# Sleep and Dreams > General Dream Discussion > Nightmares and Recurring Dreams >  >  My Husband Being Kidnapped - Very Emotional

## serenabeth

Hey guys,
I need some insight from people who can tell me a little bit about this dream. 
I have been researching for husbands being kidnapped, but all I find is people dreaming that they, themselves are being kidnapped.
I have had this dream twice within a month. And both times very emotionally when I wake up. I wake up with a panic attack and overwhelming fear.

Background about myself, I am a 19 year old women. My husband and I have  been married since July 12th, 2009. And now we have a baby on the way.

*My First and Most Emotional Dream:*

_My husband was kidnapped by a corporation of people. Not just one person. I was hunting down the people who took him him. Finally, I found a woman who personally was involved in his kidnapping. 

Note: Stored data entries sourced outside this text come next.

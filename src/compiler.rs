//! Compiles machine definitions into [`Machine`]s.
//!
//! Compilation never stops at the first problem: every statement is checked and every issue is
//! reported as a [`Diagnostic`] pointing into the source. A machine is only produced when no
//! error was reported. Successfully compiled machines are also run through the analyzer, whose
//! warnings are appended to the diagnostics.

use std::collections::{BTreeMap, BTreeSet, HashMap};
use std::hash::Hash;
use std::sync::Arc;
use tracing::{debug, info};

use crate::analyzer::analyze;
use crate::diagnostics::{Diagnostic, Diagnostics};
use crate::machine::{
    Fa, FaDefinition, FaSource, FaTarget, Machine, MachineKind, Pda, PdaAcceptance,
    PdaDefinition, PdaSource, PdaTarget, Tm, TmDefinition, TmSource, TmTarget,
};
use crate::parser::{self, Item, Spanned, Statement};
use crate::types::{
    AutomataError, Direction, Letter, Span, State, Symbol, DEFAULT_BLANK_SYMBOL,
    DEFAULT_INITIAL_STACK, DEFAULT_INITIAL_STATE, MAX_SOURCE_SIZE,
};

/// Outcome of compiling a definition: the machine, if there were no errors, and everything the
/// compiler had to say.
#[derive(Debug, Clone)]
pub struct Compilation {
    pub machine: Option<Machine>,
    pub diagnostics: Vec<Diagnostic>,
}

impl Compilation {
    pub fn has_errors(&self) -> bool {
        self.diagnostics.iter().any(Diagnostic::is_error)
    }

    pub fn errors(&self) -> impl Iterator<Item = &Diagnostic> {
        self.diagnostics.iter().filter(|d| d.is_error())
    }

    pub fn warnings(&self) -> impl Iterator<Item = &Diagnostic> {
        self.diagnostics.iter().filter(|d| !d.is_error())
    }

    /// All diagnostics rendered against `src`, one block per diagnostic.
    pub fn render(&self, src: &str) -> String {
        self.diagnostics
            .iter()
            .map(|d| d.render(src))
            .collect::<Vec<_>>()
            .join("\n\n")
    }

    pub fn into_result(self) -> Result<Machine, AutomataError> {
        match self.machine {
            Some(machine) => Ok(machine),
            None => Err(AutomataError::CompileError(self.diagnostics)),
        }
    }
}

/// The `type = ...` a definition starts with.
#[derive(Debug, Clone, Copy, PartialEq, Eq, Hash)]
pub enum MachineType {
    Dfa,
    Nfa,
    Dpda,
    Npda,
    Tm,
    Ntm,
}

impl MachineType {
    pub fn parse(name: &str) -> Option<Self> {
        Some(match name.to_ascii_lowercase().as_str() {
            "dfa" => MachineType::Dfa,
            "nfa" => MachineType::Nfa,
            "dpda" => MachineType::Dpda,
            "npda" => MachineType::Npda,
            "tm" => MachineType::Tm,
            "ntm" => MachineType::Ntm,
            _ => return None,
        })
    }

    pub fn kind(self) -> MachineKind {
        match self {
            MachineType::Dfa | MachineType::Nfa => MachineKind::Fa,
            MachineType::Dpda | MachineType::Npda => MachineKind::Pda,
            MachineType::Tm | MachineType::Ntm => MachineKind::Tm,
        }
    }

    pub fn is_deterministic(self) -> bool {
        matches!(self, MachineType::Dfa | MachineType::Dpda | MachineType::Tm)
    }

    fn name(self) -> &'static str {
        match self {
            MachineType::Dfa => "DFA",
            MachineType::Nfa => "NFA",
            MachineType::Dpda => "DPDA",
            MachineType::Npda => "NPDA",
            MachineType::Tm => "TM",
            MachineType::Ntm => "NTM",
        }
    }
}

/// Compiles `src` into a machine.
pub fn compile(src: &str) -> Compilation {
    let mut diagnostics = Diagnostics::new();
    let machine = compile_machine(src, &mut diagnostics);

    if let Some(machine) = &machine {
        diagnostics.extend(analyze(machine));
    }

    info!(
        kind = ?machine.as_ref().map(Machine::kind),
        diagnostics = diagnostics.entries().len(),
        errors = diagnostics.has_errors(),
        "compiled machine definition"
    );

    Compilation {
        machine,
        diagnostics: diagnostics.into_entries(),
    }
}

fn compile_machine(src: &str, diagnostics: &mut Diagnostics) -> Option<Machine> {
    if src.len() > MAX_SOURCE_SIZE {
        diagnostics.error_locless(format!(
            "definition is too large ({} bytes, maximum is {MAX_SOURCE_SIZE})",
            src.len()
        ));
        return None;
    }

    let statements = match parser::parse(src) {
        Ok(statements) => statements,
        Err(AutomataError::ParseError(error)) => {
            diagnostics.error(parser::error_message(&error), parser::error_span(&error));
            return None;
        }
        Err(error) => {
            diagnostics.error_locless(error.to_string());
            return None;
        }
    };

    let eof = Span::new(src.len(), src.len());
    let mut statements = statements.iter();
    let machine_type = machine_type(statements.next(), eof, diagnostics)?;
    debug!(machine_type = machine_type.name(), "compiling");

    let declarations = Declarations::collect(statements, machine_type, diagnostics);
    let built = match machine_type.kind() {
        MachineKind::Fa => build_fa(&declarations, machine_type, diagnostics)
            .map(|d| Fa::new(d).map(|fa| Machine::Fa(Arc::new(fa)))),
        MachineKind::Pda => build_pda(&declarations, machine_type, diagnostics)
            .map(|d| Pda::new(d).map(|pda| Machine::Pda(Arc::new(pda)))),
        MachineKind::Tm => build_tm(&declarations, machine_type, diagnostics)
            .map(|d| Tm::new(d).map(|tm| Machine::Tm(Arc::new(tm)))),
    };

    if diagnostics.has_errors() {
        return None;
    }

    match built? {
        Ok(machine) => Some(machine),
        Err(error) => {
            diagnostics.error_locless(error.to_string());
            None
        }
    }
}

fn machine_type(
    first: Option<&Spanned<Statement>>,
    eof: Span,
    diagnostics: &mut Diagnostics,
) -> Option<MachineType> {
    let value = match first.map(|s| &s.node) {
        Some(Statement::Assignment { name, value }) if name.node == "type" => value,
        _ => {
            let span = first.map_or(eof, |s| s.span);
            diagnostics
                .error("expected type=<type> as first item", span)
                .help("add: type = ...");
            return None;
        }
    };

    let parsed = match &value.node {
        Item::Ident(name) => MachineType::parse(name),
        _ => None,
    };
    if parsed.is_none() {
        diagnostics.error(
            "unknown type, expected 'DFA' | 'NFA' | 'DPDA' | 'NPDA' | 'TM' | 'NTM'",
            value.span,
        );
    }
    parsed
}

// ---------------------------------------------------------------------------
// Declarations
// ---------------------------------------------------------------------------

#[derive(Debug, Clone, Copy, PartialEq, Eq)]
enum Key {
    States,
    Alphabet,
    Symbols,
    FinalStates,
    InitialState,
    InitialStack,
    Blank,
    Accept,
}

impl Key {
    fn parse(name: &str) -> Option<Self> {
        Some(match name {
            "Q" => Key::States,
            "E" | "sigma" | "Σ" => Key::Alphabet,
            "T" | "G" | "gamma" | "Γ" => Key::Symbols,
            "F" => Key::FinalStates,
            "q0" | "I" => Key::InitialState,
            "z0" | "S" => Key::InitialStack,
            "B" | "blank" => Key::Blank,
            "accept" => Key::Accept,
            _ => return None,
        })
    }

    fn allowed(self, kind: MachineKind) -> bool {
        match self {
            Key::States | Key::Alphabet | Key::FinalStates | Key::InitialState => true,
            Key::Symbols => kind != MachineKind::Fa,
            Key::InitialStack | Key::Accept => kind == MachineKind::Pda,
            Key::Blank => kind == MachineKind::Tm,
        }
    }

    fn what(self) -> &'static str {
        match self {
            Key::States => "states",
            Key::Alphabet => "alphabet",
            Key::Symbols => "symbols",
            Key::FinalStates => "final states",
            Key::InitialState => "initial state",
            Key::InitialStack => "initial stack symbol",
            Key::Blank => "blank symbol",
            Key::Accept => "acceptance mode",
        }
    }

    fn singular(self) -> &'static str {
        match self {
            Key::States => "state",
            Key::Alphabet => "letter",
            Key::Symbols => "symbol",
            Key::FinalStates => "final state",
            other => other.what(),
        }
    }

    fn expected(kind: MachineKind) -> &'static str {
        match kind {
            MachineKind::Fa => "'Q' | 'E' | 'sigma' | 'Σ' | 'F' | 'q0' | 'I'",
            MachineKind::Pda => {
                "'Q' | 'E' | 'sigma' | 'Σ' | 'T' | 'G' | 'gamma' | 'Γ' | 'F' | 'q0' | 'I' | 'z0' | 'S' | 'accept'"
            }
            MachineKind::Tm => {
                "'Q' | 'E' | 'sigma' | 'Σ' | 'T' | 'G' | 'gamma' | 'Γ' | 'F' | 'q0' | 'I' | 'B' | 'blank'"
            }
        }
    }
}

/// A declared set of names, with where each one was declared.
#[derive(Debug)]
struct NameSet {
    statement: Span,
    names: BTreeMap<String, Span>,
}

impl NameSet {
    fn contains(&self, name: &str) -> bool {
        self.names.contains_key(name)
    }

    fn to_set<T: From<String> + Ord>(&self) -> BTreeSet<T> {
        self.names.keys().map(|name| T::from(name.clone())).collect()
    }
}

/// A single-name declaration such as `q0 = qa`.
#[derive(Debug, Clone, Copy)]
struct Single<'a> {
    name: &'a str,
    span: Span,
    statement: Span,
}

#[derive(Debug, Clone, Copy, PartialEq, Eq)]
enum AcceptMode {
    FinalState,
    EmptyStack,
}

#[derive(Debug, Clone, Copy)]
struct Function<'a> {
    args: &'a Spanned<Vec<Spanned<Item>>>,
    value: &'a Spanned<Item>,
    statement: Span,
}

/// Everything a definition declares, gathered in one pass before any cross-checking so that
/// statement order does not matter.
#[derive(Debug, Default)]
struct Declarations<'a> {
    states: Option<NameSet>,
    alphabet: Option<NameSet>,
    symbols: Option<NameSet>,
    final_states: Option<NameSet>,
    initial_state: Option<Single<'a>>,
    initial_stack: Option<Single<'a>>,
    blank: Option<Single<'a>>,
    accept: Option<(AcceptMode, Span)>,
    functions: Vec<Function<'a>>,
}

impl<'a> Declarations<'a> {
    fn collect(
        statements: impl Iterator<Item = &'a Spanned<Statement>>,
        machine_type: MachineType,
        diagnostics: &mut Diagnostics,
    ) -> Self {
        let kind = machine_type.kind();
        let mut declarations = Declarations::default();

        for statement in statements {
            match &statement.node {
                Statement::Assignment { name, value } => {
                    declarations.assign(name, value, statement.span, kind, diagnostics)
                }
                Statement::Function { name, args, value } => {
                    if matches!(name.node.as_str(), "d" | "delta" | "δ") {
                        declarations.functions.push(Function {
                            args,
                            value,
                            statement: statement.span,
                        });
                    } else {
                        diagnostics.error(
                            format!(
                                "unknown function '{}', expected 'd' | 'delta' | 'δ'",
                                name.node
                            ),
                            name.span,
                        );
                    }
                }
            }
        }

        declarations
    }

    fn assign(
        &mut self,
        name: &'a Spanned<String>,
        value: &'a Spanned<Item>,
        statement: Span,
        kind: MachineKind,
        diagnostics: &mut Diagnostics,
    ) {
        if name.node == "type" {
            diagnostics.error("type already set", statement);
            return;
        }

        let key = match Key::parse(&name.node) {
            Some(key) if key.allowed(kind) => key,
            Some(key) => {
                diagnostics.error(
                    format!("{} cannot be declared for this machine type", key.what()),
                    name.span,
                );
                return;
            }
            None => {
                diagnostics
                    .error(format!("unknown item '{}'", name.node), name.span)
                    .help(format!("expected {}", Key::expected(kind)));
                return;
            }
        };

        match key {
            Key::States => {
                if let Some(set) = declare_set(&mut self.states, key, value, statement, diagnostics)
                {
                    if set.names.is_empty() {
                        diagnostics.error("states cannot be empty", statement);
                    }
                }
            }
            Key::Alphabet => {
                let declared = declare_set(&mut self.alphabet, key, value, statement, diagnostics);
                if let Some(set) = declared {
                    if set.names.is_empty() && kind != MachineKind::Tm {
                        diagnostics.error("alphabet cannot be empty", statement);
                    }
                    for (letter, span) in &set.names {
                        if letter.chars().count() != 1 {
                            diagnostics.error("letter cannot be longer than one char", *span);
                        }
                    }
                }
            }
            Key::Symbols => {
                if let Some(set) = declare_set(&mut self.symbols, key, value, statement, diagnostics)
                {
                    if set.names.is_empty() {
                        diagnostics.error("symbols cannot be empty", statement);
                    }
                }
            }
            Key::FinalStates => {
                declare_set(&mut self.final_states, key, value, statement, diagnostics);
            }
            Key::InitialState => {
                declare_single(&mut self.initial_state, key, value, statement, diagnostics)
            }
            Key::InitialStack => {
                declare_single(&mut self.initial_stack, key, value, statement, diagnostics)
            }
            Key::Blank => declare_single(&mut self.blank, key, value, statement, diagnostics),
            Key::Accept => self.declare_accept(value, statement, diagnostics),
        }
    }

    fn declare_accept(
        &mut self,
        value: &Spanned<Item>,
        statement: Span,
        diagnostics: &mut Diagnostics,
    ) {
        if let Some((_, previous)) = self.accept {
            diagnostics
                .error("acceptance mode already set", statement)
                .info("previously defined here", previous);
            return;
        }

        let mode = match &value.node {
            Item::Ident(mode) if mode == "F" => AcceptMode::FinalState,
            Item::Ident(mode) if mode == "N" || mode == "E" => AcceptMode::EmptyStack,
            _ => {
                diagnostics
                    .error("unknown acceptance mode, expected 'F' | 'N' | 'E'", value.span)
                    .help("F accepts in a final state, N or E accepts by empty stack");
                return;
            }
        };
        self.accept = Some((mode, statement));
    }
}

I was screaming at the top of my lungs demanding where she took my husband. We ended up physically fighting her. While I am demanding where my husband is, he pulls into the driveway. I am looking straight at him out of the window, watching him with surprise. However his face was sad, depressed and ghost like. Our eyes met for a second and I knew something was major wrong.  He gets out of his car and gets in my truck and starts backing out of the drive way. The drive way is very long.

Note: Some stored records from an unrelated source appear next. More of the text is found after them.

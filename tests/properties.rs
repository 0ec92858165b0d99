use automata::simulation::{PdaConfiguration, TmConfiguration};
use automata::{ExampleCatalog, Machine, Simulation, Status};
use proptest::prelude::*;

const STEP_LIMIT: usize = 64;

fn example(title: &str) -> Machine {
    ExampleCatalog::by_title(title)
        .and_then(|example| example.machine())
        .expect("embedded example compiles")
}

fn word(alphabet: &'static str, max: usize) -> impl Strategy<Value = String> {
    let letters: Vec<char> = alphabet.chars().collect();
    prop::collection::vec(prop::sample::select(letters), 0..max)
        .prop_map(|letters| letters.into_iter().collect())
}

fn pda_configurations(simulation: &Simulation) -> Vec<PdaConfiguration> {
    let Simulation::Pda(pda) = simulation else {
        panic!("expected a pushdown automaton");
    };
    pda.frontier()
        .iter()
        .chain(pda.accepted())
        .chain(pda.rejected())
        .cloned()
        .collect()
}

fn tm_frontier(simulation: &Simulation) -> Vec<TmConfiguration> {
    let Simulation::Tm(tm) = simulation else {
        panic!("expected a Turing machine");
    };
    tm.frontier().iter().chain(tm.accepted()).cloned().collect()
}

proptest! {
    #[test]
    fn pda_stacks_are_never_empty(input in word("ab", 8)) {
        let machine = example("NPDA Empty Stack");
        let mut simulation = Simulation::new(&machine, &input);

        for _ in 0..STEP_LIMIT {
            for configuration in pda_configurations(&simulation) {
                prop_assert!(!configuration.stack().is_empty());
            }
            if simulation.step().is_terminal() {
                break;
            }
        }
    }

    #[test]
    fn tm_tape_never_shrinks_and_head_stays_on_it(input in word("abc", 8)) {
        let machine = example("TM");
        let mut simulation = Simulation::new(&machine, &input);
        let mut longest = input.chars().count().max(1);

        for _ in 0..STEP_LIMIT {
            for configuration in tm_frontier(&simulation) {
                prop_assert!(configuration.tape().len() >= longest);
                prop_assert!(configuration.head() < configuration.tape().len());
                longest = configuration.tape().len();
            }
            if simulation.step().is_terminal() {
                break;
            }
        }
    }

    #[test]
    fn fresh_simulations_agree(input in word("1", 12)) {
        let machine = example("NFA");
        let mut first = Simulation::new(&machine, &input);
        let mut second = Simulation::new(&machine, &input);

        for _ in 0..STEP_LIMIT {
            prop_assert_eq!(first.snapshot(), second.snapshot());
            let status = first.step();
            prop_assert_eq!(status, second.step());
            if status.is_terminal() {
                break;
            }
        }
    }

    #[test]
    fn terminal_status_is_final(input in word("ab", 8)) {
        let machine = example("DPDA Empty Stack");
        let mut simulation = Simulation::new(&machine, &input);
        let status = simulation.run(STEP_LIMIT);
        prop_assert!(status.is_terminal());

        let settled = simulation.snapshot();
        for _ in 0..3 {
            prop_assert_eq!(simulation.step(), status);
            prop_assert_eq!(simulation.snapshot(), settled.clone());
        }
    }

    #[test]
    fn accepting_matches_language(n in 0usize..6, k in 0usize..6) {
        let machine = example("DPDA Empty Stack");
        let input = format!("{}{}", "a".repeat(n), "b".repeat(k));
        let mut simulation = Simulation::new(&machine, &input);
        let expected = if n == k { Status::Accept } else { Status::Reject };
        prop_assert_eq!(simulation.run(STEP_LIMIT), expected);
    }
}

As he is driving down the driveway, I ran out of the house as fast as I could. Desperatly running to catch him before he could pull out onto the highway. I almost had a grip on the tailgate when he suddenly spins his tires and runs out onto the highway. 

I cry, I scream at the top of my lungs and I fall on the road. I laid on my side holding my legs while I am crying for him._

I wake up with an overwelming fear. I reached out for my husband and I couldn't let him go. I held onto him so tight. I keep having dreams like this. What I have notice in these dreams that is related is my husbands is kidnapped, I fight to find him and fight the people who have him. But in the end he keeps getting away from me.

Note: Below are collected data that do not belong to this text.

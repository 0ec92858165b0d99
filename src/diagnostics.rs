//! Compiler diagnostics: leveled messages with optional source spans, attached notes, and a
//! plain-text renderer that points into the source.

use serde::{Deserialize, Serialize};
use std::fmt;

use crate::types::Span;

/// Severity of a diagnostic or note.
#[derive(Debug, Clone, Copy, PartialEq, Eq, Hash, Serialize, Deserialize)]
#[serde(rename_all = "lowercase")]
pub enum Level {
    Error,
    Warning,
    Info,
    Help,
}

impl fmt::Display for Level {
    fn fmt(&self, f: &mut fmt::Formatter<'_>) -> fmt::Result {
        f.write_str(match self {
            Level::Error => "error",
            Level::Warning => "warning",
            Level::Info => "info",
            Level::Help => "help",
        })
    }
}

/// Secondary message attached to a diagnostic ("previously defined here", "add: q0 = ...").
#[derive(Debug, Clone, PartialEq, Eq, Serialize, Deserialize)]
pub struct Note {
    pub level: Level,
    pub message: String,
    pub span: Option<Span>,
}

/// A single compiler message.
#[derive(Debug, Clone, PartialEq, Eq, Serialize, Deserialize)]
pub struct Diagnostic {
    pub level: Level,
    pub message: String,
    pub span: Option<Span>,
    #[serde(default, skip_serializing_if = "Vec::is_empty")]
    pub notes: Vec<Note>,
}

impl Diagnostic {
    pub fn new(level: Level, message: impl Into<String>, span: Option<Span>) -> Self {
        Self {
            level,
            message: message.into(),
            span,
            notes: Vec::new(),
        }
    }

    pub fn error(message: impl Into<String>, span: Option<Span>) -> Self {
        Self::new(Level::Error, message, span)
    }

    pub fn warning(message: impl Into<String>, span: Option<Span>) -> Self {
        Self::new(Level::Warning, message, span)
    }

    pub fn is_error(&self) -> bool {
        self.level == Level::Error
    }

    /// Attaches a help note without a location.
    pub fn help(&mut self, message: impl Into<String>) -> &mut Self {
        self.notes.push(Note {
            level: Level::Help,
            message: message.into(),
            span: None,
        });
        self
    }

    /// Attaches an informational note pointing at `span`.
    pub fn info(&mut self, message: impl Into<String>, span: Span) -> &mut Self {
        self.notes.push(Note {
            level: Level::Info,
            message: message.into(),
            span: Some(span),
        });
        self
    }

    /// Renders the diagnostic against the source it was produced from.
    ///
    /// ```text
    /// error: transition state not defined as state
    ///  --> 4:3
    ///   |
    /// 4 | d(q9, a) = q1
    ///   |   ^^
    /// ```
    pub fn render(&self, src: &str) -> String {
        let mut out = format!("{}: {}", self.level, self.message);
        if let Some(span) = self.span {
            render_excerpt(&mut out, src, span);
        }
        for note in &self.notes {
            out.push_str(&format!("\n  = {}: {}", note.level, note.message));
            if let Some(span) = note.span {
                let (line, col) = line_col(src, span.start);
                out.push_str(&format!(" ({line}:{col})"));
            }
        }
        out
    }
}

impl fmt::Display for Diagnostic {
    fn fmt(&self, f: &mut fmt::Formatter<'_>) -> fmt::Result {
        write!(f, "{}: {}", self.level, self.message)
    }
}

/// Collects diagnostics while compiling and remembers whether any of them is an error.
#[derive(Debug, Default, Clone)]
pub struct Diagnostics {
    entries: Vec<Diagnostic>,
    has_error: bool,
}

impl Diagnostics {
    pub fn new() -> Self {
        Self::default()
    }

    pub fn emit(&mut self, diagnostic: Diagnostic) -> &mut Diagnostic {
        self.has_error |= diagnostic.is_error();
        self.entries.push(diagnostic);
        let last = self.entries.len() - 1;
        &mut self.entries[last]
    }

    pub fn error(&mut self, message: impl Into<String>, span: Span) -> &mut Diagnostic {
        self.emit(Diagnostic::error(message, Some(span)))
    }

    pub fn error_locless(&mut self, message: impl Into<String>) -> &mut Diagnostic {
        self.emit(Diagnostic::error(message, None))
    }

    pub fn warning(&mut self, message: impl Into<String>, span: Span) -> &mut Diagnostic {
        self.emit(Diagnostic::warning(message, Some(span)))
    }

    pub fn warning_locless(&mut self, message: impl Into<String>) -> &mut Diagnostic {
        self.emit(Diagnostic::warning(message, None))
    }

    pub fn has_errors(&self) -> bool {
        self.has_error
    }

    pub fn entries(&self) -> &[Diagnostic] {
        &self.entries
    }

    pub fn into_entries(self) -> Vec<Diagnostic> {
        self.entries
    }
}

impl Extend<Diagnostic> for Diagnostics {
    fn extend<I: IntoIterator<Item = Diagnostic>>(&mut self, iter: I) {
        for diagnostic in iter {
            self.emit(diagnostic);
        }
    }
}

/// 1-based line and column (in chars) of a byte offset.
pub fn line_col(src: &str, offset: usize) -> (usize, usize) {
    let offset = offset.min(src.len());
    let before = src.get(..offset).unwrap_or(src);
    let line = before.matches('\n').count() + 1;
    let line_start = before.rfind('\n').map_or(0, |i| i + 1);
    let col = before[line_start..].chars().count() + 1;
    (line, col)
}

fn render_excerpt(out: &mut String, src: &str, span: Span) {
    let (line, col) = line_col(src, span.start);
    let text = src.lines().nth(line - 1).unwrap_or("");
    let gutter = " ".repeat(line.to_string().len());

    let width = src
        .get(span.start..span.end.max(span.start))
        .map(|s| s.lines().next().unwrap_or("").chars().count())
        .unwrap_or(0)
        .max(1);

    out.push_str(&format!("\n{gutter}--> {line}:{col}"));
    out.push_str(&format!("\n{gutter} |"));
    out.push_str(&format!("\n{line} | {text}"));
    out.push_str(&format!(
        "\n{gutter} | {}{}",
        " ".repeat(col - 1),
        "^".repeat(width)
    ));
}

#[cfg(test)]
mod tests {
    use super::*;

    #[test]
    fn test_line_col() {
        let src = "type = DFA\nQ = {q0}\n";
        assert_eq!(line_col(src, 0), (1, 1));
        assert_eq!(line_col(src, 11), (2, 1));
        assert_eq!(line_col(src, 16), (2, 6));
    }

    #[test]
    fn test_collector_tracks_errors() {
        let mut diagnostics = Diagnostics::new();
        diagnostics.warning_locless("initial state not defined, defaulting to 'q0'");
        assert!(!diagnostics.has_errors());

        diagnostics
            .error("state redefined", Span::new(5, 7))
            .info("previously defined here", Span::new(1, 3));
        assert!(diagnostics.has_errors());
        assert_eq!(diagnostics.entries()[1].notes.len(), 1);
    }

    #[test]
    fn test_render_points_at_span() {
        let src = "type = DFA\nd(q9, a) = q1";
        let diagnostic = Diagnostic::error("transition state not defined as state", Some(Span::new(13, 15)));

        let rendered = diagnostic.render(src);
        assert!(rendered.starts_with("error: transition state not defined as state"));
        assert!(rendered.contains("--> 2:3"));
        assert!(rendered.contains("2 | d(q9, a) = q1"));
        assert!(rendered.ends_with("   ^^"));
    }
}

Can someone please help me? I am so troubled by this.

----------


## YYNYM

> Hey guys,
> I need some insight from people who can tell me a little bit about this dream. 
> I have been researching for husbands being kidnapped, but all I find is people dreaming that they, themselves are being kidnapped.
> I have had this dream twice within a month. And both times very emotionally when I wake up. I wake up with a panic attack and overwhelming fear.
> 
> Background about myself, I am a 19 year old women. My husband and I have  been married since July 12th, 2009. And now we have a baby on the way.
> 
> *My First and Most Emotional Dream:*
> 
> ...



Your afraid he's going to leave you. You are also afraid he's going to be "kidnapped" by another woman- or, in other words, leave you for somebody else. Talk to him, and tell him about the dreams. They're probably irrational fears.

----------